Surprisingly enough, Vučić has not gone for a tit for tat. On past occasions, he hadn’t been averse to playing the Kosovo card, even threatening to send the troops back into what Belgrade considers its province to prevent the “ethnic cleansing” of local Serbs. Chances are that Vučić is calculating that Kurti’s heavy-handed actions will benefit him. Serbia is going through a honeymoon with the EU. First came the agreement on lithium mining co-signed with the German chancellor Olaf Scholz back in July. More recently, Belgrade rolled out the red carpet for French President Emmanuel Macron, whose visit saw, among other things, the inking of a deal to acquire twelve French-made Rafale fighters. Vučić is also in Washington’s good books because of the supply—through third countries—of ammunition to Ukraine. So much so, that both the EU and the United States are willing to cut Serbia slack over refusing to implement sanctions against Russia. A crisis in Kosovo might jeopardize this positive momentum. For the time being, Vučić is perfectly happy to see Kurti turning into the West’s bête noire in the Balkans.
The Kosovo deadlock highlights the deficiency of the EU’s enlargement strategy.

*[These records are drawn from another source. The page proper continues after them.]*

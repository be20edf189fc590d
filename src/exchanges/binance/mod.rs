pub mod builder;
pub mod connector;
pub mod market_data;
pub mod rest;
pub mod trading;
pub mod types;
pub mod wallet;

// Re-export main types for easier importing
pub use builder::{build_connector, build_connector_with_host, build_connector_with_probe};
pub use connector::BinanceConnector;
pub use market_data::MarketDataClient;
pub use rest::BinanceRestClient;
pub use trading::{NewOrder, NewOrderRespType, SpotTradeClient};
pub use types::{
    Account, AccountStatus, AssetDetail, AssetDetails, AveragePrice, Balance, BookTicker,
    Candlestick, CanceledOrder, DepositAddress, DepositRecord, ExchangeInformation, Fill,
    KlineInterval, MarketTrade, MyTrade, NewOrderAck, NewOrderFull, NewOrderResponse,
    NewOrderResult, Order, OrderBook, OrderSide, OrderStatus, OrderType, PriceTicker, RateLimit,
    SelfTradePreventionMode, ServerTime, SymbolFilter, SymbolInfo, SystemStatus, Ticker24h,
    TimeInForce, WithdrawRecord,
};
pub use wallet::WalletClient;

Fast-track the accession of countries like Kosovo and Serbia and you risk importing an unresolved sovereignty issue, not to mention a second Hungary run by Prime Minister Viktor Orbán’s lookalike Vučić. Delay it, and the dispute starts to fester. Vučić and Kurti know that their countries will not be joining the EU anytime soon. Their priority is retaining power at home rather than abiding by Brussels’s demands.
Balkan leaders have learned how to play the West. Vučić has been haggling with the big guys—Germany, France, the Biden administration—to some success. Kurti has opted for a policy of faits accomplis in Kosovo. By any objective yardstick, both politicians have enjoyed success.
The trouble, however, is that things can get out of hand. While we should not be overly alarmist about Kosovo, complacency is not advisable either. Last year’s Banjska clash has shown us that escalation could be in the cards, with people getting killed. Assuming that local leaders would act rationally and step over the brink, consciously or not, is not a safe policy. Indeed, dropping the ball on Kosovo could raise risk. Especially now that the guard in the EU institutions is changing and the U.S. presidential election is injecting even more uncertainty.
The West’s priority should be regaining credibility. To this end, the EU and the United States should draw clear red lines and react robustly when the latter are crossed. Restarting the normalization talks between Serbia and Kosovo should be high on the priority list of incoming EU high representative Kaja Kallas. Though Kosovo might not loom as large as other challenges, such as the wars in Ukraine and Gaza, it continues to be a top litmus test for EU foreign policy.